Sbalzi ormonali e pensieri cupi diventano compagni fissi della quotidianità, insieme a vampate, tachicardia, insonnia, fatigue, problemi a muscoli, tendini, ossa e articolazioni con altri infiniti fastidi. E farlo accettare agli altri è un grande scoglio. “Mi vedono divertirmi o camminare in montagna, quindi pensano che sia tutto a posto e che esageri a lamentarmi, eppure fare movimento per me è fondamentale per alleviare i dolori e creare  la dopamina che i farmaci mi impediscono di sintetizzare, ma  i pensieri cupi fanno sempre capolino perché ogni tanto la cura letteralmente ti possiede”.

“Chi fa le terapie antiormonali non deve sentirsi in colpa”

La vena battagliera di Marta è inesauribile. Ha ben presente che oggi una donna su 7 si ammala di tumore al seno, che le giovani pazienti sono sempre di più e che è ora di abbattere i tabù. “Io sono privilegiata: posso permettermi visite private e cure integrate efficaci, ma non è così per tutte, quindi condivido esperienze e consigli anche sui social. E non smetterò mai di discutere e arrabbiarmi finché le persone capiranno come noi pazienti stiamo veramente!”.
La grinta e il sorriso di Marta, però, sono spesso anche una maschera che nasconde il dolore, gli amici persi e le opportunità sfumate proprio per colpa di queste terapie salvavita ma invalidanti. “Mi arrabbio, però non mollo: voglio far capire alle mie amiche ‘sane’ che hanno anche loro dei problemi, ma che per noi alle problematiche comuni se ne aggiungono tante altre. Per fortuna, non sono sola: tante donne in gamba mi confessano dei loro violenti sbalzi d’umore e della paura che il cervello ti boicotti e ti faccia fare follie che non vorresti davvero fare. Parecchie pazienti sono costrette a sospendere le cure e moltissime vengono lasciate dal partner. Anche per me non è stato facile con il mio compagno”.

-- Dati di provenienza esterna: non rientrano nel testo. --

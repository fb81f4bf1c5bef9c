//! Kannala-Brandt (equidistant polynomial) fisheye model.
//!
//! The image radius is a polynomial in the incidence angle `theta`:
//! `r(theta) = theta + k1 theta^3 + k2 theta^5 + k3 theta^7 + k4 theta^9`.
//! Unlike the sphere-based models it can represent rays past 90 degrees, which
//! panorama views of 200+ degree lenses depend on.

use nalgebra::{Vector2, Vector3};
use serde::{Deserialize, Serialize};

use crate::camera::{read_cam0, validation, CameraModel, CameraModelError, Intrinsics, Resolution};

#[derive(Debug, Clone, Serialize, Deserialize)]
pub struct KannalaBrandtModel {
    pub intrinsics: Intrinsics,
    pub resolution: Resolution,
    pub distortions: [f64; 4], // k1, k2, k3, k4
}

impl KannalaBrandtModel {
    const NEWTON_ITERATIONS: usize = 10;

    fn radius(&self, theta: f64) -> f64 {
        let [k1, k2, k3, k4] = self.distortions;
        let theta2 = theta * theta;
        theta * (1.0 + theta2 * (k1 + theta2 * (k2 + theta2 * (k3 + theta2 * k4))))
    }

    fn radius_derivative(&self, theta: f64) -> f64 {
        let [k1, k2, k3, k4] = self.distortions;
        let theta2 = theta * theta;
        1.0 + theta2 * (3.0 * k1 + theta2 * (5.0 * k2 + theta2 * (7.0 * k3 + theta2 * 9.0 * k4)))
    }
}

impl CameraModel for KannalaBrandtModel {
    fn project(&self, point_3d: &Vector3<f64>) -> Result<Vector2<f64>, CameraModelError> {
        let x = point_3d.x;
        let y = point_3d.y;
        let z = point_3d.z;

        let r = (x * x + y * y).sqrt();
        if r < f64::EPSILON {
            if z > 0.0 {
                return Ok(Vector2::new(self.intrinsics.cx, self.intrinsics.cy));
            }
            return Err(CameraModelError::PointAtCameraCenter);
        }

        let theta = r.atan2(z);
        let radius = self.radius(theta);
        // The polynomial folds back for large angles; such rays are outside the lens
        if self.radius_derivative(theta) <= 0.0 {
            return Err(CameraModelError::PointIsOutSideImage);
        }

        let projected_x = self.intrinsics.fx * radius * x / r + self.intrinsics.cx;
        let projected_y = self.intrinsics.fy * radius * y / r + self.intrinsics.cy;

        Ok(Vector2::new(projected_x, projected_y))
    }

    fn unproject(&self, point_2d: &Vector2<f64>) -> Result<Vector3<f64>, CameraModelError> {
        let mx = (point_2d.x - self.intrinsics.cx) / self.intrinsics.fx;
        let my = (point_2d.y - self.intrinsics.cy) / self.intrinsics.fy;
        let ru = (mx * mx + my * my).sqrt();

        if ru < f64::EPSILON {
            return Ok(Vector3::new(0.0, 0.0, 1.0));
        }

        // Newton iterations on r(theta) = ru, starting from the equidistant guess
        let mut theta = ru;
        for _ in 0..Self::NEWTON_ITERATIONS {
            let derivative = self.radius_derivative(theta);
            if derivative.abs() < f64::EPSILON {
                return Err(CameraModelError::PointIsOutSideImage);
            }
            theta -= (self.radius(theta) - ru) / derivative;
        }

        if !theta.is_finite() || theta < 0.0 || theta > std::f64::consts::PI {
            return Err(CameraModelError::PointIsOutSideImage);
        }

        let sin_theta = theta.sin();
        Ok(Vector3::new(
            sin_theta * mx / ru,
            sin_theta * my / ru,
            theta.cos(),
        ))
    }

    fn load_from_yaml(path: &str) -> Result<Self, CameraModelError> {
        let block = read_cam0(path, &["k1", "k2", "k3", "k4"])?;

        let model = KannalaBrandtModel {
            intrinsics: block.intrinsics,
            resolution: block.resolution,
            distortions: [block.extra[0], block.extra[1], block.extra[2], block.extra[3]],
        };

        model.validate_params()?;
        Ok(model)
    }

    fn validate_params(&self) -> Result<(), CameraModelError> {
        validation::validate_intrinsics(&self.intrinsics)?;
        if self.distortions.iter().any(|k| !k.is_finite()) {
            return Err(CameraModelError::InvalidParams(
                "Kannala-Brandt coefficients must be finite".to_string(),
            ));
        }
        Ok(())
    }

    fn get_resolution(&self) -> Resolution {
        self.resolution
    }

    fn get_intrinsics(&self) -> Intrinsics {
        self.intrinsics.clone()
    }

    fn get_distortion(&self) -> Vec<f64> {
        self.distortions.to_vec()
    }

    fn model_name(&self) -> &'static str {
        "kannala_brandt"
    }
}
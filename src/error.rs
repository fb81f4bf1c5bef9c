//! Engine-level error type.
//!
//! Every variant except [`ViewError::Io`] and [`ViewError::Config`] is
//! recoverable: the engine keeps its last good state and carries on.

use crate::camera::CameraModelError;
use crate::lens::LensError;
use crate::media::MediaError;

/// Result alias for engine operations.
pub type Result<T> = std::result::Result<T, ViewError>;

#[derive(Debug, thiserror::Error)]
pub enum ViewError {
    /// The lens model rejected a parameter combination.
    #[error("Invalid projection parameter: {0}")]
    InvalidProjectionParameter(String),
    /// A frame could not be decoded, or the source went away.
    #[error("Media read error: {0}")]
    MediaRead(String),
    #[error("Media open error: {0}")]
    MediaOpen(String),
    /// Calibration or camera-type selection failed; the previous calibration stays.
    #[error("Configuration error (recoverable): {0}")]
    RecoverableConfig(String),
    #[error("No media source is open")]
    NoSource,
    /// Viewer configuration file is unreadable or malformed.
    #[error("Config error: {0}")]
    Config(String),
    #[error("IO error: {0}")]
    Io(#[from] std::io::Error),
}

impl ViewError {
    /// Boundary failures that must be reported up rather than absorbed.
    pub fn is_fatal(&self) -> bool {
        matches!(self, ViewError::Io(_) | ViewError::Config(_))
    }
}

impl From<LensError> for ViewError {
    fn from(err: LensError) -> Self {
        match err {
            LensError::InvalidParameter(msg) => ViewError::InvalidProjectionParameter(msg),
            other => ViewError::RecoverableConfig(other.to_string()),
        }
    }
}

impl From<MediaError> for ViewError {
    fn from(err: MediaError) -> Self {
        match err {
            MediaError::Open(msg) => ViewError::MediaOpen(msg),
            MediaError::Read(msg) => ViewError::MediaRead(msg),
        }
    }
}

impl From<CameraModelError> for ViewError {
    fn from(err: CameraModelError) -> Self {
        ViewError::RecoverableConfig(err.to_string())
    }
}
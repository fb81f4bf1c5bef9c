//! Fisheye camera calibrations backing the lens model.
//!
//! A calibration maps between 3D viewing rays and fisheye pixel coordinates.
//! The [`CameraModel`] trait exposes exactly that, and the projection engine
//! only ever needs `project` to build its remap tables. Calibrations are read
//! from YAML files laid out as:
//!
//! ```yaml
//! cam0:
//!   camera_model: double_sphere
//!   intrinsics: [fx, fy, cx, cy, <model parameters...>]
//!   resolution: [width, height]
//! ```

use nalgebra::{Vector2, Vector3};
use serde::{Deserialize, Serialize};
use std::fmt;
use std::fs;
use std::str::FromStr;
use yaml_rust::YamlLoader;

pub mod double_sphere;
pub mod eucm;
pub mod kannala_brandt;

pub use double_sphere::DoubleSphereModel;
pub use eucm::EucmModel;
pub use kannala_brandt::KannalaBrandtModel;

#[derive(Debug, Clone, PartialEq, Serialize, Deserialize)]
pub struct Intrinsics {
    pub fx: f64,
    pub fy: f64,
    pub cx: f64,
    pub cy: f64,
}

/// Image size in pixels.
#[derive(Debug, Clone, Copy, PartialEq, Eq, Hash, Default, Serialize, Deserialize)]
pub struct Resolution {
    pub width: u32,
    pub height: u32,
}

impl Resolution {
    pub fn new(width: u32, height: u32) -> Self {
        Resolution { width, height }
    }

    pub fn is_empty(&self) -> bool {
        self.width == 0 || self.height == 0
    }
}

impl fmt::Display for Resolution {
    fn fmt(&self, f: &mut fmt::Formatter<'_>) -> fmt::Result {
        write!(f, "{}x{}", self.width, self.height)
    }
}

#[derive(thiserror::Error, Debug)]
pub enum CameraModelError {
    #[error("Input point is outside the image")]
    PointIsOutSideImage,
    #[error("Point is at the camera center")]
    PointAtCameraCenter,
    #[error("Focal length must be positive")]
    FocalLengthMustBePositive,
    #[error("Principal point must be finite")]
    PrincipalPointMustBeFinite,
    #[error("Invalid camera parameters: {0}")]
    InvalidParams(String),
    #[error("Unknown camera type: {0}")]
    UnknownCameraType(String),
    #[error("Failed to load YAML: {0}")]
    YamlError(String),
    #[error("IO Error: {0}")]
    IOError(String),
}

impl From<std::io::Error> for CameraModelError {
    fn from(err: std::io::Error) -> Self {
        CameraModelError::IOError(err.to_string())
    }
}

impl From<yaml_rust::ScanError> for CameraModelError {
    fn from(err: yaml_rust::ScanError) -> Self {
        CameraModelError::YamlError(err.to_string())
    }
}

/// Trait defining the core functionality for camera models
pub trait CameraModel: fmt::Debug {
    /// Project a 3D point (or ray) to 2D image coordinates
    fn project(&self, point_3d: &Vector3<f64>) -> Result<Vector2<f64>, CameraModelError>;

    /// Unproject 2D image coordinates to a unit-length 3D ray
    fn unproject(&self, point_2d: &Vector2<f64>) -> Result<Vector3<f64>, CameraModelError>;

    /// Load camera parameters from a YAML file
    fn load_from_yaml(path: &str) -> Result<Self, CameraModelError>
    where
        Self: Sized;

    /// Validate camera parameters
    fn validate_params(&self) -> Result<(), CameraModelError>;

    fn get_resolution(&self) -> Resolution;

    fn get_intrinsics(&self) -> Intrinsics;

    fn get_distortion(&self) -> Vec<f64>;

    /// Short model name, as written in the `camera_model` YAML field.
    fn model_name(&self) -> &'static str;
}

/// The calibration families a lens can be built from.
#[derive(Debug, Clone, Copy, PartialEq, Eq, Hash, Serialize, Deserialize)]
#[serde(rename_all = "snake_case")]
pub enum CameraType {
    DoubleSphere,
    Eucm,
    KannalaBrandt,
}

impl CameraType {
    pub fn as_str(&self) -> &'static str {
        match self {
            CameraType::DoubleSphere => "double_sphere",
            CameraType::Eucm => "eucm",
            CameraType::KannalaBrandt => "kannala_brandt",
        }
    }
}

impl fmt::Display for CameraType {
    fn fmt(&self, f: &mut fmt::Formatter<'_>) -> fmt::Result {
        f.write_str(self.as_str())
    }
}

impl FromStr for CameraType {
    type Err = CameraModelError;

    fn from_str(s: &str) -> Result<Self, Self::Err> {
        match s.to_lowercase().as_str() {
            "ds" | "double_sphere" => Ok(CameraType::DoubleSphere),
            "eucm" => Ok(CameraType::Eucm),
            "kb" | "kannala_brandt" => Ok(CameraType::KannalaBrandt),
            other => Err(CameraModelError::UnknownCameraType(other.to_string())),
        }
    }
}

/// Load a calibration of the given type from a YAML file.
pub fn load_camera_model(
    camera_type: CameraType,
    path: &str,
) -> Result<Box<dyn CameraModel>, CameraModelError> {
    log::info!("Loading {camera_type} calibration from: {path}");
    let model: Box<dyn CameraModel> = match camera_type {
        CameraType::DoubleSphere => Box::new(DoubleSphereModel::load_from_yaml(path)?),
        CameraType::Eucm => Box::new(EucmModel::load_from_yaml(path)?),
        CameraType::KannalaBrandt => Box::new(KannalaBrandtModel::load_from_yaml(path)?),
    };
    Ok(model)
}

/// Raw `cam0` block of a calibration file.
#[derive(Debug, Clone)]
pub(crate) struct Cam0Block {
    pub intrinsics: Intrinsics,
    /// Model-specific parameters following `fx, fy, cx, cy`.
    pub extra: Vec<f64>,
    pub resolution: Resolution,
}

/// Reads the `cam0` block shared by every calibration file.
///
/// `extra_names` names the model parameters expected after `fx, fy, cx, cy`;
/// they are only used to build error messages.
pub(crate) fn read_cam0(path: &str, extra_names: &[&str]) -> Result<Cam0Block, CameraModelError> {
    let contents = fs::read_to_string(path)?;
    let docs = YamlLoader::load_from_str(&contents)?;

    if docs.is_empty() {
        return Err(CameraModelError::InvalidParams(
            "Empty YAML document".to_string(),
        ));
    }

    let doc = &docs[0];

    let values = doc["cam0"]["intrinsics"].as_vec().ok_or_else(|| {
        CameraModelError::InvalidParams("YAML missing 'intrinsics' array under 'cam0'".to_string())
    })?;
    let resolution = doc["cam0"]["resolution"].as_vec().ok_or_else(|| {
        CameraModelError::InvalidParams("YAML missing 'resolution' array under 'cam0'".to_string())
    })?;

    let names: Vec<&str> = ["fx", "fy", "cx", "cy"]
        .iter()
        .chain(extra_names.iter())
        .copied()
        .collect();
    if values.len() < names.len() {
        return Err(CameraModelError::InvalidParams(format!(
            "Intrinsics array in YAML must have at least {} elements ({})",
            names.len(),
            names.join(", ")
        )));
    }

    let mut params = Vec::with_capacity(names.len());
    for (value, name) in values.iter().zip(names.iter()) {
        // yaml-rust keeps integers like `1` as Integer, so accept both
        let v = value
            .as_f64()
            .or_else(|| value.as_i64().map(|i| i as f64))
            .ok_or_else(|| {
                CameraModelError::InvalidParams(format!("Invalid {name} in YAML: not a float"))
            })?;
        params.push(v);
    }

    if resolution.len() < 2 {
        return Err(CameraModelError::InvalidParams(
            "Resolution array in YAML must have at least 2 elements (width, height)".to_string(),
        ));
    }
    let width = resolution[0].as_i64().ok_or_else(|| {
        CameraModelError::InvalidParams("Invalid width in YAML: not an integer".to_string())
    })?;
    let height = resolution[1].as_i64().ok_or_else(|| {
        CameraModelError::InvalidParams("Invalid height in YAML: not an integer".to_string())
    })?;
    if width <= 0 || height <= 0 {
        return Err(CameraModelError::InvalidParams(
            "Resolution must be positive".to_string(),
        ));
    }

    Ok(Cam0Block {
        intrinsics: Intrinsics {
            fx: params[0],
            fy: params[1],
            cx: params[2],
            cy: params[3],
        },
        extra: params[4..].to_vec(),
        resolution: Resolution::new(width as u32, height as u32),
    })
}

/// Common validation functions for camera parameters
pub mod validation {
    use super::*;

    pub fn validate_intrinsics(intrinsics: &Intrinsics) -> Result<(), CameraModelError> {
        if !(intrinsics.fx > 0.0) || !(intrinsics.fy > 0.0) {
            return Err(CameraModelError::FocalLengthMustBePositive);
        }
        if !intrinsics.cx.is_finite() || !intrinsics.cy.is_finite() {
            return Err(CameraModelError::PrincipalPointMustBeFinite);
        }
        Ok(())
    }
}
//! Lens model backed by a fisheye [`CameraModel`].
//!
//! Every output pixel of a projected view is a ray from a virtual camera. The
//! ray is rotated into the fisheye camera frame and projected through the
//! calibration, which gives the source coordinate stored in the remap tables.

use log::debug;
use nalgebra::{DMatrix, Rotation3, Vector3};

use crate::camera::{load_camera_model, CameraModel, CameraModelError, CameraType, Resolution};
use crate::lens::{LensError, LensModel, RemapTables, INVALID_COORDINATE};

/// [`LensModel`] computing tables by ray casting through a calibration.
#[derive(Debug)]
pub struct CameraLens {
    id: String,
    model: Box<dyn CameraModel>,
}

impl CameraLens {
    pub fn new(id: impl Into<String>, model: Box<dyn CameraModel>) -> Result<Self, LensError> {
        model.validate_params()?;
        if model.get_resolution().is_empty() {
            return Err(LensError::Camera(CameraModelError::InvalidParams(
                "calibration resolution must be non-zero".to_string(),
            )));
        }
        Ok(CameraLens {
            id: id.into(),
            model,
        })
    }

    /// Loads a calibration file and wraps it. The calibration identity is
    /// `"<camera type>:<path>"`.
    pub fn from_yaml(camera_type: CameraType, path: &str) -> Result<Self, LensError> {
        let model = load_camera_model(camera_type, path)?;
        CameraLens::new(format!("{camera_type}:{path}"), model)
    }

    pub fn model(&self) -> &dyn CameraModel {
        self.model.as_ref()
    }

    /// Builds tables of size `output` by projecting `ray(col, row)` for each pixel.
    ///
    /// Projected coordinates are rescaled from the calibration resolution to
    /// `output`, so a calibration made at one size applies to frames of another.
    fn build_tables<F>(&self, output: Resolution, ray: F) -> Result<RemapTables, LensError>
    where
        F: Fn(u32, u32) -> Vector3<f64>,
    {
        let calibrated = self.model.get_resolution();
        let scale_x = output.width as f64 / calibrated.width as f64;
        let scale_y = output.height as f64 / calibrated.height as f64;
        let (w, h) = (output.width as usize, output.height as usize);

        let mut map_x = DMatrix::from_element(h, w, INVALID_COORDINATE);
        let mut map_y = DMatrix::from_element(h, w, INVALID_COORDINATE);
        let mut valid = 0usize;

        for row in 0..h {
            for col in 0..w {
                let Ok(p) = self.model.project(&ray(col as u32, row as u32)) else {
                    continue;
                };
                let (u, v) = (p.x * scale_x, p.y * scale_y);
                if u < 0.0 || v < 0.0 || u > (output.width - 1) as f64 || v > (output.height - 1) as f64 {
                    continue;
                }
                map_x[(row, col)] = u as f32;
                map_y[(row, col)] = v as f32;
                valid += 1;
            }
        }

        debug!(
            "{}: built {output} remap tables, {valid} of {} pixels sample the fisheye image",
            self.id,
            w * h
        );
        RemapTables::new(map_x, map_y)
    }

    /// Virtual pinhole ray through output pixel `(col, row)` for a view of
    /// size `output` with focal length `zoom * width / 4`.
    fn pinhole_ray(col: u32, row: u32, output: Resolution, zoom: f64) -> Vector3<f64> {
        let focal = zoom * output.width as f64 / 4.0;
        let x = (col as f64 + 0.5 - output.width as f64 / 2.0) / focal;
        let y = (row as f64 + 0.5 - output.height as f64 / 2.0) / focal;
        Vector3::new(x, y, 1.0)
    }
}

fn check_finite(values: &[(&str, f64)]) -> Result<(), LensError> {
    for (name, value) in values {
        if !value.is_finite() {
            return Err(LensError::InvalidParameter(format!(
                "{name} must be finite, got {value}"
            )));
        }
    }
    Ok(())
}

fn check_zoom(zoom: f64) -> Result<(), LensError> {
    if zoom <= 0.0 {
        return Err(LensError::InvalidParameter(format!(
            "zoom must be positive, got {zoom}"
        )));
    }
    Ok(())
}

fn check_output(output: Resolution) -> Result<(), LensError> {
    if output.is_empty() {
        return Err(LensError::InvalidParameter(format!(
            "output size must be non-zero, got {output}"
        )));
    }
    Ok(())
}

impl LensModel for CameraLens {
    fn calibration_id(&self) -> &str {
        &self.id
    }

    /// Sub-mode 1: the view axis is tilted `alpha` degrees away from the
    /// optical axis, towards azimuth `beta` (0 up, 90 right, 180 down).
    fn anypoint(
        &self,
        alpha: f64,
        beta: f64,
        zoom: f64,
        submode: u8,
        output: Resolution,
    ) -> Result<RemapTables, LensError> {
        check_finite(&[("alpha", alpha), ("beta", beta), ("zoom", zoom)])?;
        check_zoom(zoom)?;
        check_output(output)?;
        if submode != 1 {
            return Err(LensError::InvalidParameter(format!(
                "anypoint sub-mode must be 1 for this table type, got {submode}"
            )));
        }

        let rotation = Rotation3::from_axis_angle(&Vector3::z_axis(), beta.to_radians())
            * Rotation3::from_axis_angle(&Vector3::x_axis(), alpha.to_radians());
        self.build_tables(output, |col, row| {
            rotation * Self::pinhole_ray(col, row, output, zoom)
        })
    }

    /// Sub-mode 2: pitch `alpha` (positive up), yaw `beta` (positive right),
    /// then `roll` around the view axis.
    fn anypoint_car(
        &self,
        alpha: f64,
        beta: f64,
        roll: f64,
        zoom: f64,
        output: Resolution,
    ) -> Result<RemapTables, LensError> {
        check_finite(&[("alpha", alpha), ("beta", beta), ("roll", roll), ("zoom", zoom)])?;
        check_zoom(zoom)?;
        check_output(output)?;

        let rotation = Rotation3::from_axis_angle(&Vector3::y_axis(), beta.to_radians())
            * Rotation3::from_axis_angle(&Vector3::x_axis(), alpha.to_radians())
            * Rotation3::from_axis_angle(&Vector3::z_axis(), roll.to_radians());
        self.build_tables(output, |col, row| {
            rotation * Self::pinhole_ray(col, row, output, zoom)
        })
    }

    /// Columns sweep the full azimuth circle; rows go from polar angle
    /// `alpha_min` on the top row to `alpha_max` on the bottom row.
    fn panorama(
        &self,
        alpha_min: f64,
        alpha_max: f64,
        output: Resolution,
    ) -> Result<RemapTables, LensError> {
        check_finite(&[("alpha_min", alpha_min), ("alpha_max", alpha_max)])?;
        check_output(output)?;
        for (name, value) in [("alpha_min", alpha_min), ("alpha_max", alpha_max)] {
            if !(0.0..=180.0).contains(&value) {
                return Err(LensError::InvalidParameter(format!(
                    "{name} must be within [0, 180] degrees, got {value}"
                )));
            }
        }
        if alpha_min == alpha_max {
            return Err(LensError::InvalidParameter(format!(
                "panorama needs distinct polar bounds, both are {alpha_min}"
            )));
        }

        let last_row = output.height.saturating_sub(1).max(1) as f64;
        self.build_tables(output, |col, row| {
            let azimuth = std::f64::consts::TAU * (col as f64 + 0.5) / output.width as f64;
            let polar = (alpha_min + (alpha_max - alpha_min) * row as f64 / last_row).to_radians();
            Vector3::new(
                polar.sin() * azimuth.cos(),
                polar.sin() * azimuth.sin(),
                polar.cos(),
            )
        })
    }
}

Il sorriso e la parlantina non abbandonano questa donna, che si è data lo scopo di supportare le pazienti come lei, a cui regala tre consigli. “Il primo è non sentirsi in colpa: non prendetevela con voi stesse e non paragonatevi con chi ha la fortuna di essere sana. Non arrabbiatevi troppo con le altre perché capire la nostra condizione è difficile. Infine, fate sport: il movimento aiuta davvero a gestire i disturbi e rimette in circolo dopamina e ossitocina, oltre a ridurre lo stato infiammatorio e la tossicitá causati dalla terapia”.
Intanto, tra una camminata, una sessione di fisioterapia per combattere linfedema e osteoporosi indotta dai farmaci, infiniti controlli di routine e un post divulgativo sui social, Marta non smette di sognare. “Il mio desiderio più grande? Continuare a vivere, ritornare a stare bene e sperare che nessuno debba provare questo terremoto”.